Nove filhos. Não participou da celebração do casamento de nenhum deles porque a casa tinha que estar arrumada, comida pronta e barraca enfeitada para a festa. Viúva por mais de vinte anos, optou pela fidelidade eterna, para além do “até que a morte os separe”. Nos momentos difíceis, fixava o olhar em Deus e na Santa Igreja Católica. Com ninguém compartilhava reclamos, apenas alegrias. Quando amuada, sabíamos que o problema era com um filho, neto ou alguém próximo. Externava seu sofrimento mais pela dor dos outros do que pela sua.

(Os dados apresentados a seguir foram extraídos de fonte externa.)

// src/core/models.rs

use serde::{Deserialize, Serialize};
use strum::{AsRefStr, Display, EnumIter, EnumString};
use thiserror::Error;

// --- Probe Result Types ---

/// Raised when a probe could not run at all because the external program it
/// relies on is missing from the scanning machine.
///
/// This is the only failure that travels upward: a single `HardFailure` voids
/// the whole record of the host being scanned.
#[derive(Debug, Clone, PartialEq, Eq, Error)]
#[error("required program `{program}` is not available")]
pub struct HardFailure {
    pub program: String,
}

impl HardFailure {
    pub fn new(program: impl Into<String>) -> Self {
        Self { program: program.into() }
    }
}

/// The three-way result shared by every command-backed probe.
///
/// * `Ok(Some(value))` - the probe produced data.
/// * `Ok(None)` - no data: a timeout or a benign absence such as no TLS support.
/// * `Err(HardFailure)` - the probe could not be executed.
pub type ProbeOutcome<T> = Result<Option<T>, HardFailure>;

// --- TLS Protocol Versions ---

/// The fixed enumeration of protocol labels a host record may carry.
#[derive(
    Debug, Clone, Copy, PartialEq, Eq, Hash, PartialOrd, Ord, Serialize, Deserialize,
    Display, EnumString, EnumIter, AsRefStr,
)]
pub enum TlsVersion {
    #[serde(rename = "SSLv2")]
    #[strum(serialize = "SSLv2")]
    Ssl2,
    #[serde(rename = "SSLv3")]
    #[strum(serialize = "SSLv3")]
    Ssl3,
    #[serde(rename = "TLSv1.0")]
    #[strum(serialize = "TLSv1.0")]
    Tls10,
    #[serde(rename = "TLSv1.1")]
    #[strum(serialize = "TLSv1.1")]
    Tls11,
    #[serde(rename = "TLSv1.2")]
    #[strum(serialize = "TLSv1.2")]
    Tls12,
    #[serde(rename = "TLSv1.3")]
    #[strum(serialize = "TLSv1.3")]
    Tls13,
}

impl TlsVersion {
    /// Versions that are actively probed with a restricted handshake.
    pub const PROBED: [TlsVersion; 4] = [
        TlsVersion::Tls10,
        TlsVersion::Tls11,
        TlsVersion::Tls12,
        TlsVersion::Tls13,
    ];

    /// The `openssl s_client` switch that restricts a handshake to this version.
    pub fn s_client_flag(self) -> Option<&'static str> {
        match self {
            TlsVersion::Ssl2 | TlsVersion::Ssl3 => None,
            TlsVersion::Tls10 => Some("-tls1"),
            TlsVersion::Tls11 => Some("-tls1_1"),
            TlsVersion::Tls12 => Some("-tls1_2"),
            TlsVersion::Tls13 => Some("-tls1_3"),
        }
    }
}

// --- Round-Trip Time ---

/// A `[min, max]` round-trip-time range in milliseconds.
///
/// Serialized as a two-element JSON array.
#[derive(Debug, Clone, Copy, PartialEq, Serialize, Deserialize)]
pub struct RttRange(pub f64, pub f64);

impl RttRange {
    /// Reduces a set of samples to their extremes. Returns `None` for no samples.
    pub fn from_samples(samples: &[f64]) -> Option<Self> {
        let mut iter = samples.iter().copied();
        let first = iter.next()?;
        let (min, max) = iter.fold((first, first), |(lo, hi), s| (lo.min(s), hi.max(s)));
        Some(RttRange(min, max))
    }

    pub fn min_ms(&self) -> f64 {
        self.0
    }

    pub fn max_ms(&self) -> f64 {
        self.1
    }
}

// --- Host Record ---

/// Everything learned about one hostname during a scan.
///
/// A record only exists if every probe ran; hosts hit by a [`HardFailure`] are
/// never turned into a record.
#[derive(Debug, Clone, PartialEq, Serialize, Deserialize)]
pub struct HostRecord {
    /// Unix time in seconds, floored to two decimals.
    pub scan_time: f64,
    pub ipv4: Vec<String>,
    pub ipv6: Vec<String>,
    pub insecure_http: bool,
    /// `None` when no `Server` header was observed.
    pub http_server: Option<String>,
    pub redirect_to_https: bool,
    pub hsts: bool,
    pub tls_versions: Vec<TlsVersion>,
    /// Organization of the certificate issuer, if any TLS version is supported.
    pub root_ca: Option<String>,
    pub rdns_names: Vec<String>,
    /// `None` when no address answered the timing probe.
    pub rtt_range: Option<RttRange>,
    pub geo_locations: Vec<String>,
}
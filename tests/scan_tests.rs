mod common;

use std::net::IpAddr;
use std::time::Duration;

use common::{NXDOMAIN, ScriptedRunner, closed_port, missing, nslookup_answer, response, serve, stderr, stdout};
use hostprobe::core::config::ScanConfig;
use hostprobe::core::models::{ProbeOutcome, TlsVersion};
use hostprobe::core::scanner::Scanner;
use hostprobe::core::scanner::geo_scanner::{GeoLocator, NoGeoLocator};
use hostprobe::core::scanner::runner::CommandOutput;

const HOST: &str = "127.0.0.1";
const ISSUER: &str = "depth=1 C = US, O = Let's Encrypt, CN = R3\nverify return:1\n";

struct OneCity;

impl GeoLocator for OneCity {
    fn locate(&self, _address: IpAddr) -> Option<String> {
        Some("Evanston, Illinois, United States".into())
    }
}

async fn local_config(http_port: u16) -> ScanConfig {
    ScanConfig {
        resolvers: vec!["10.53.0.1".into()],
        dns_repeats: 2,
        http_port,
        https_port: closed_port().await,
        http_timeout: Duration::from_millis(500),
        ..Default::default()
    }
}

/// A host with one IPv4 address, TLS 1.2 and 1.3, and a reachable timing probe.
fn healthy_host(program: &str, args: &[String]) -> ProbeOutcome<CommandOutput> {
    match program {
        "nslookup" if args[0] == "-type=A" => stdout(&nslookup_answer(HOST, &["192.0.2.10"])),
        "nslookup" if args[0] == "-type=AAAA" => stdout(NXDOMAIN),
        "nslookup" => stdout(
            "Server:\t\t8.8.8.8\nAddress:\t8.8.8.8#53\n\nNon-authoritative answer:\n10.2.0.192.in-addr.arpa\tname = web.example.net.\n\n",
        ),
        "openssl" => match args.get(1).map(String::as_str) {
            Some("-tls1_2") | Some("-tls1_3") | Some("-connect") => stderr(ISSUER),
            _ => stderr("140:error:0A000102:SSL routines::unsupported protocol\n"),
        },
        "bash" => stderr("\nreal\t0m0.021s\nuser\t0m0.000s\nsys\t0m0.001s\n"),
        other => missing(other),
    }
}

#[tokio::test]
async fn complete_record_carries_every_probe() {
    let ok = response("200 OK", &[("Server", "Apache"), ("Strict-Transport-Security", "max-age=600")]);
    let addr = serve(vec![("/", ok.as_str())]).await;
    let scanner = Scanner::new(ScriptedRunner::new(healthy_host), Box::new(OneCity), local_config(addr.port()).await);

    let record = scanner.create_entry(HOST).await.unwrap().unwrap();

    assert!(record.scan_time > 1_600_000_000.0);
    let centis = record.scan_time * 100.0;
    assert!((centis - centis.round()).abs() < 1e-3);
    assert_eq!(record.ipv4, vec!["192.0.2.10"]);
    assert!(record.ipv6.is_empty());
    assert!(record.insecure_http);
    assert_eq!(record.http_server.as_deref(), Some("Apache"));
    assert!(!record.redirect_to_https);
    assert!(record.hsts);
    assert_eq!(record.tls_versions, vec![TlsVersion::Tls12, TlsVersion::Tls13]);
    assert_eq!(record.root_ca.as_deref(), Some("Let's Encrypt"));
    assert_eq!(record.rdns_names, vec!["web.example.net"]);
    let rtt = record.rtt_range.unwrap();
    assert!((rtt.min_ms() - 21.0).abs() < 1e-6 && (rtt.max_ms() - 21.0).abs() < 1e-6);
    assert_eq!(record.geo_locations, vec!["Evanston, Illinois, United States"]);
}

#[tokio::test]
async fn host_without_ipv4_is_skipped() {
    let runner = ScriptedRunner::new(|_, _| stdout(NXDOMAIN));
    let scanner = Scanner::new(runner, Box::new(NoGeoLocator), local_config(closed_port().await).await);
    assert_eq!(scanner.create_entry("nope.invalid").await, Ok(None));
}

#[tokio::test]
async fn one_missing_tool_discards_the_host() {
    let runner = ScriptedRunner::new(|program, args| match program {
        "bash" => missing("bash"),
        _ => healthy_host(program, args),
    });
    let scanner = Scanner::new(runner, Box::new(NoGeoLocator), local_config(closed_port().await).await);
    assert!(scanner.create_entry(HOST).await.is_err());
}

#[tokio::test]
async fn no_tls_means_no_issuer_probe() {
    let runner = ScriptedRunner::new(|program, args| match program {
        "openssl" if args.get(1).map(String::as_str) == Some("-connect") => missing("openssl"),
        "openssl" => Ok(None),
        _ => healthy_host(program, args),
    });
    let scanner = Scanner::new(runner, Box::new(NoGeoLocator), local_config(closed_port().await).await);

    let record = scanner.create_entry(HOST).await.unwrap().unwrap();
    assert!(record.tls_versions.is_empty());
    assert_eq!(record.root_ca, None);
    assert!(!record.insecure_http);
    assert_eq!(record.http_server, None);
    assert!(record.geo_locations.is_empty());
}

#[tokio::test]
async fn scan_keeps_only_complete_records() {
    let runner = ScriptedRunner::new(|program, args| {
        let host = args.get(1).cloned().unwrap_or_default();
        match program {
            "nslookup" if host == "broken.test" => missing("nslookup"),
            "nslookup" if host == "nope.invalid" => stdout(NXDOMAIN),
            _ => healthy_host(program, args),
        }
    });
    let scanner = Scanner::new(runner, Box::new(NoGeoLocator), local_config(closed_port().await).await);
    let hostnames: Vec<String> = ["broken.test", HOST, "nope.invalid"].iter().map(|h| h.to_string()).collect();

    let started = std::sync::Mutex::new(Vec::new());
    let records = scanner
        .scan_hosts(&hostnames, |h| started.lock().unwrap().push(h.to_string()))
        .await;

    assert_eq!(started.into_inner().unwrap(), hostnames);
    assert_eq!(records.keys().collect::<Vec<_>>(), vec![HOST]);
}
// src/main.rs

use std::path::PathBuf;
use std::time::Duration;

use clap::{Args, Parser, Subcommand};
use color_eyre::eyre::Result;
use tracing::info;

use hostprobe::core::config::{
    DEFAULT_DNS_REPEATS, DEFAULT_GEO_DATABASE, DEFAULT_MAX_REDIRECT_HOPS, ScanConfig,
};
use hostprobe::core::scanner::Scanner;
use hostprobe::core::scanner::geo_scanner::open_locator;
use hostprobe::core::scanner::runner::ProcessRunner;
use hostprobe::core::store;
use hostprobe::{logging, report};

/// Unauthenticated network reconnaissance for a list of hostnames.
#[derive(Debug, Parser)]
#[command(name = "hostprobe", version, about, long_about = None)]
struct Cli {
    #[command(subcommand)]
    command: Commands,
}

#[derive(Debug, Subcommand)]
enum Commands {
    /// Probe every hostname in a file and write one JSON record per host
    Scan {
        /// Text file with one hostname per line
        input_file: PathBuf,
        /// JSON file receiving the host records
        output_file: PathBuf,
        #[command(flatten)]
        options: ScanOptions,
    },
    /// Render a JSON record file into plain-text tables
    Report {
        /// JSON file produced by `scan`
        input_file: PathBuf,
        /// Text file receiving the tables
        output_file: PathBuf,
    },
}

#[derive(Debug, Args)]
struct ScanOptions {
    /// Deadline for each external command and HTTP request, in milliseconds
    #[arg(long = "timeout-ms", default_value_t = 2000)]
    timeout_ms: u64,
    /// How many times each public resolver is queried
    #[arg(long, default_value_t = DEFAULT_DNS_REPEATS)]
    dns_repeats: usize,
    /// Maximum redirects followed by the HTTPS-redirect and HSTS checks
    #[arg(long, default_value_t = DEFAULT_MAX_REDIRECT_HOPS)]
    max_hops: usize,
    /// Path to a MaxMind GeoLite2-City database
    #[arg(long, default_value = DEFAULT_GEO_DATABASE)]
    geo_db: PathBuf,
    /// Number of hosts scanned at the same time
    #[arg(long, default_value_t = 1)]
    host_concurrency: usize,
}

impl ScanOptions {
    fn into_config(self) -> ScanConfig {
        let timeout = Duration::from_millis(self.timeout_ms);
        ScanConfig {
            dns_repeats: self.dns_repeats,
            command_timeout: timeout,
            http_timeout: timeout,
            max_redirect_hops: self.max_hops,
            geo_database: self.geo_db,
            host_concurrency: self.host_concurrency.max(1),
            ..ScanConfig::default()
        }
    }
}

#[tokio::main]
async fn main() -> Result<()> {
    color_eyre::install()?;
    let cli = Cli::parse();
    let log_path = logging::initialize_logging()?;
    info!(log = %log_path.display(), "hostprobe started.");

    match cli.command {
        Commands::Scan { input_file, output_file, options } => {
            run_scan(&input_file, &output_file, options.into_config()).await
        }
        Commands::Report { input_file, output_file } => report::generate_report(&input_file, &output_file),
    }
}

async fn run_scan(input: &std::path::Path, output: &std::path::Path, config: ScanConfig) -> Result<()> {
    let hostnames = store::load_hostnames(input)?;
    info!(hosts = hostnames.len(), "Loaded hostnames.");

    let runner = ProcessRunner::new(config.command_timeout);
    let geo = open_locator(&config.geo_database);
    let scanner = Scanner::new(runner, geo, config);

    let records = scanner
        .scan_hosts(&hostnames, |hostname| println!("creating entry for {hostname}"))
        .await;

    store::write_records(output, &records)?;
    info!(kept = records.len(), output = %output.display(), "Records written.");
    Ok(())
}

Descendente de escravos, baiana, não arredava o pé do que acreditava. Além de idade, possuía experiência, sabedoria e autoridade. Seu silencio e olhar falavam, sem agredir ou condenar. Confidente e conselheira da família, amiga dos filhos, genros e netos que, apesar da larga diferença de idade, nela encontravam o que a faculdade não ensinara. O domingo era o dia da família. Os filhos só entendiam isso quando não iam à sua casa. Quando soube que eu seria padre, não se coube de contentamento. Após a ordenação, adiantou-se, beijou minha mão e pediu: “bença padre”.
Aos noventa e sete anos, num repente, entrou em coma. Por três vezes ensaiou uma recuperação, afinal de contas, nunca fugira das dificuldades. Celebrei meu aniversário rezando junto àquela que, tantas vezes, me embalou em seu colo. No dia 14 de junho de 2010, enquanto preparava-me para uma palestra, recebi a notícia: faleceu. Entre cancelar o compromisso e unir-me aos que choravam, pensei: o que ela faria se estivesse em meu lugar? Ministrei a palestra e, no outro dia, a oração de encomendação do seu corpo. Estava mais simples e pobre do que nunca, com seu vestido de chita.
Poucos a conheceram pelo nome de registro, Maria Pereira de Carias; muitos a conheceram como Dona Maria, outros a conheceram como Dona Mariquinha benzedeira; a conheci como avó.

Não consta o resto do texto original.